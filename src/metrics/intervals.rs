//! Phase durations derived from cumulative timestamps.

use strum::Display;

use super::report::Cumulative;

/// One discrete phase of a request.
#[derive(Debug, Clone, Copy, PartialEq, Eq, Display)]
pub enum Phase {
    #[strum(serialize = "DNS Lookup")]
    Dns,
    #[strum(serialize = "TCP Connection")]
    Connection,
    #[strum(serialize = "TLS Handshake")]
    Tls,
    #[strum(serialize = "Server Processing")]
    Server,
    #[strum(serialize = "Content Transfer")]
    Transfer,
}

impl Phase {
    pub const ALL: [Phase; 5] = [
        Phase::Dns,
        Phase::Connection,
        Phase::Tls,
        Phase::Server,
        Phase::Transfer,
    ];
}

/// Transport of the requested URL, chosen by its literal prefix.
#[derive(Debug, Clone, Copy, PartialEq, Eq)]
pub enum Scheme {
    Secure,
    Plain,
}

impl Scheme {
    /// `https://` selects the secure layout. Anything else, including a URL
    /// without a scheme (which curl treats as http), is plain.
    pub fn from_url(url: &str) -> Self {
        if url.starts_with("https://") {
            Scheme::Secure
        } else {
            Scheme::Plain
        }
    }
}

/// Durations of the five phases in milliseconds.
///
/// Values are differences of adjacent timestamps and are never clamped: a
/// report whose timestamps go backwards yields a negative phase.
#[derive(Debug, Clone, Copy, PartialEq, Eq, Default)]
pub struct PhaseIntervals {
    pub dns: i64,
    pub connection: i64,
    pub tls: i64,
    pub server: i64,
    pub transfer: i64,
}

impl PhaseIntervals {
    pub fn derive(times: &Cumulative<i64>) -> Self {
        Self {
            dns: times.namelookup,
            connection: times.connect - times.namelookup,
            tls: times.pretransfer - times.connect,
            server: times.starttransfer - times.pretransfer,
            transfer: times.total - times.starttransfer,
        }
    }

    pub fn get(&self, phase: Phase) -> i64 {
        match phase {
            Phase::Dns => self.dns,
            Phase::Connection => self.connection,
            Phase::Tls => self.tls,
            Phase::Server => self.server,
            Phase::Transfer => self.transfer,
        }
    }

    /// The phases shown for `scheme`, in order.
    ///
    /// The plain layout has no TLS cell; whatever curl measured between
    /// connect and pretransfer is shown as part of the TCP connection so the
    /// active phases still add up to the total.
    pub fn phases(&self, scheme: Scheme) -> Vec<(Phase, i64)> {
        match scheme {
            Scheme::Secure => Phase::ALL.iter().map(|&p| (p, self.get(p))).collect(),
            Scheme::Plain => vec![
                (Phase::Dns, self.dns),
                (Phase::Connection, self.connection + self.tls),
                (Phase::Server, self.server),
                (Phase::Transfer, self.transfer),
            ],
        }
    }
}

EXERCISE BRIEF
Copy all lines from the entries that contain the word "namelookup".

ANSWER SPACE
            dns: times.namelookup,
            connection: times.connect - times.namelookup,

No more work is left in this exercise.